State the number of lines with "resolver" in the listing, leaving out everything else.

[ENTRIES PROVIDED Boundary: Start]

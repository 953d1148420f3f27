//! IP/host -> (continent, country, city) via a memory-mapped MaxMind
//! database.
//!
//! Grounded on `original_source/src/geoip2.c` for lookup semantics and on
//! `other_examples/erichutchins-geoipsed` for the `maxminddb` crate usage
//! (mmap-backed reader, opened once at init).

use std::collections::HashMap;
use std::net::IpAddr;

use maxminddb::geoip2;
use parking_lot::Mutex;

use crate::resolver::Resolver;

pub struct GeoipLookup {
    reader: Option<maxminddb::Reader<Vec<u8>>>,
    // Keyed by token text, never expires once populated (spec.md §4.3: the
    // geoip2 cache is permanent, unlike the TLS cache's TTL).
    cache: Mutex<HashMap<String, GeoCityInfo>>,
}

/// Always three fields; each defaults to "N/A" on any failure, per
/// spec.md §4.5 — GeoIP lookups never raise an error to their caller.
#[derive(Clone)]
pub struct GeoCityInfo {
    pub continent: String,
    pub country: String,
    pub city: String,
}

impl Default for GeoCityInfo {
    fn default() -> Self {
        GeoCityInfo {
            continent: "N/A".to_string(),
            country: "N/A".to_string(),
            city: "N/A".to_string(),
        }
    }
}

impl GeoipLookup {
    pub fn open(path: &str) -> anyhow::Result<Self> {
        match maxminddb::Reader::open_readfile(path) {
            Ok(reader) => Ok(GeoipLookup {
                reader: Some(reader),
                cache: Mutex::new(HashMap::new()),
            }),
            Err(err) => {
                log::error!("geoip2 database '{path}' failed to open: {err}");
                Ok(GeoipLookup {
                    reader: None,
                    cache: Mutex::new(HashMap::new()),
                })
            }
        }
    }

    /// Resolve `token` to an IPv4 via the resolver first; fall back to the
    /// raw token if resolution yields nothing, then look that key up. Once
    /// populated a cache entry is permanent (spec.md §4.3: the geoip2 cache
    /// never expires, unlike the TLS cache's TTL).
    pub fn lookup(&self, token: &str, resolver: &Resolver) -> GeoCityInfo {
        if let Some(cached) = self.cache.lock().get(token) {
            return cached.clone();
        }

        let info = self.lookup_uncached(token, resolver);
        self.cache.lock().insert(token.to_string(), info.clone());
        info
    }

    /// Does the actual lookup. Every path (no reader, unresolvable token,
    /// miss) funnels through here so `lookup` can cache the result
    /// uniformly, including the permanent "N/A" verdict.
    fn lookup_uncached(&self, token: &str, resolver: &Resolver) -> GeoCityInfo {
        let reader = match &self.reader {
            Some(r) => r,
            None => return GeoCityInfo::default(),
        };

        let resolved = resolver.resolve(token);
        let key: IpAddr = match resolved.first() {
            Some(ip) => IpAddr::V4(*ip),
            None => match token.parse::<IpAddr>() {
                Ok(ip) => ip,
                Err(_) => return GeoCityInfo::default(),
            },
        };

        match reader.lookup::<geoip2::City>(key) {
            Ok(Some(city)) => GeoCityInfo {
                continent: city
                    .continent
                    .as_ref()
                    .and_then(|c| c.code)
                    .unwrap_or("N/A")
                    .to_string(),
                country: city
                    .country
                    .as_ref()
                    .and_then(|c| c.iso_code)
                    .unwrap_or("N/A")
                    .to_string(),
                city: city
                    .city
                    .as_ref()
                    .and_then(|c| c.names.as_ref())
                    .and_then(|n| n.get("en"))
                    .copied()
                    .unwrap_or("N/A")
                    .to_string(),
            },
            _ => GeoCityInfo::default(),
        }
    }
}

#[cfg(test)]
mod tests {
    use super::*;

    #[test]
    fn missing_database_degrades_to_na() {
        let lookup = GeoipLookup::open("/nonexistent/path/to.mmdb").unwrap();
        let resolver = Resolver::new(3600, 60);
        let info = lookup.lookup("8.8.8.8", &resolver);
        assert_eq!(info.continent, "N/A");
        assert_eq!(info.country, "N/A");
        assert_eq!(info.city, "N/A");
    }

    #[test]
    fn repeated_lookup_is_served_from_cache() {
        let lookup = GeoipLookup::open("/nonexistent/path/to.mmdb").unwrap();
        let resolver = Resolver::new(3600, 60);
        lookup.lookup("8.8.8.8", &resolver);
        assert!(lookup.cache.lock().contains_key("8.8.8.8"));
        // Second call hits the cache and doesn't need a live reader.
        let info = lookup.lookup("8.8.8.8", &resolver);
        assert_eq!(info.continent, "N/A");
    }
}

[ENTRIES PROVIDED Boundary: End]

(RESPONSE BELOW) 11